• [TASK DIRECTIONS] Go through the entries below and copy each line containing the word "Hasher".

Items from a dataset:
-- Opening Marker --

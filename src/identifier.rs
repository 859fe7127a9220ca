use crate::acronyms::{AcronymList, CommonAcronyms};
use crate::parser::fuzzy;
use serde::Serialize;
use std::fmt;
use std::hash::{Hash, Hasher};

/// One piece of an identifier.
///
/// Segments never carry casing: the orthography decides it when formatting
/// and checks it when parsing. Equality and hashing ignore case, so
/// `Word("JSON")` and `Word("json")` are the same segment.
#[derive(Debug, Clone, Serialize)]
#[serde(tag = "kind", content = "text", rename_all = "lowercase")]
pub enum Segment {
    Word(String),
    Acronym(String),
}

impl Segment {
    pub(crate) fn classified(text: impl Into<String>, is_acronym: bool) -> Self {
        if is_acronym {
            Segment::Acronym(text.into())
        } else {
            Segment::Word(text.into())
        }
    }

    pub fn text(&self) -> &str {
        match self {
            Segment::Word(text) | Segment::Acronym(text) => text,
        }
    }

    pub fn is_acronym(&self) -> bool {
        matches!(self, Segment::Acronym(_))
    }

    fn folded(&self) -> impl Iterator<Item = char> + '_ {
        self.text().chars().flat_map(char::to_lowercase)
    }
}

impl PartialEq for Segment {
    fn eq(&self, other: &Self) -> bool {
        self.is_acronym() == other.is_acronym() && self.folded().eq(other.folded())
    }
}

impl Eq for Segment {}

impl Hash for Segment {
    fn hash<H: Hasher>(&self, state: &mut H) {
        self.is_acronym().hash(state);
        for c in self.folded() {
            c.hash(state);
        }
    }
}

impl fmt::Display for Segment {
    fn fmt(&self, f: &mut fmt::Formatter<'_>) -> fmt::Result {
        f.write_str(self.text())
    }
}

/// A parsed identifier, ready to be reformatted in a different style.
/// Use it in place of `String` wherever the naming convention may change.
#[derive(Debug, Clone, Default, PartialEq, Eq, Hash, Serialize)]
#[serde(transparent)]
pub struct Identifier {
    segments: Vec<Segment>,
}

impl Identifier {
    /// Create an empty identifier
    pub fn new() -> Self {
        Self::default()
    }

    /// Append a word segment. Empty text is ignored.
    pub fn append_word(&mut self, word: impl Into<String>) {
        self.push(Segment::Word(word.into()));
    }

    /// Append an acronym segment. Empty text is ignored.
    pub fn append_acronym(&mut self, acronym: impl Into<String>) {
        self.push(Segment::Acronym(acronym.into()));
    }

    fn push(&mut self, segment: Segment) {
        if !segment.text().is_empty() {
            self.segments.push(segment);
        }
    }

    pub fn segments(&self) -> &[Segment] {
        &self.segments
    }

    pub fn iter(&self) -> std::slice::Iter<'_, Segment> {
        self.segments.iter()
    }

    pub fn len(&self) -> usize {
        self.segments.len()
    }

    pub fn is_empty(&self) -> bool {
        self.segments.is_empty()
    }

    /// Parse any string, but probably badly. Prefer
    /// [`Orthography::parse`](crate::Orthography::parse) when the convention
    /// of the input is known.
    pub fn fuzzy_parse(input: &str) -> Self {
        Self::fuzzy_parse_with(input, &CommonAcronyms)
    }

    pub fn fuzzy_parse_with<A>(input: &str, acronyms: &A) -> Self
    where
        A: AcronymList + ?Sized,
    {
        fuzzy::parse(input, acronyms)
    }
}

impl FromIterator<Segment> for Identifier {
    fn from_iter<I: IntoIterator<Item = Segment>>(iter: I) -> Self {
        let mut identifier = Identifier::new();
        for segment in iter {
            identifier.push(segment);
        }
        identifier
    }
}

impl IntoIterator for Identifier {
    type Item = Segment;
    type IntoIter = std::vec::IntoIter<Segment>;

    fn into_iter(self) -> Self::IntoIter {
        self.segments.into_iter()
    }
}

impl<'a> IntoIterator for &'a Identifier {
    type Item = &'a Segment;
    type IntoIter = std::slice::Iter<'a, Segment>;

    fn into_iter(self) -> Self::IntoIter {
        self.segments.iter()
    }
}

-- Closing Marker --

• [TASK OUTPUT]
use std::hash::{Hash, Hasher};
    fn hash<H: Hasher>(&self, state: &mut H) {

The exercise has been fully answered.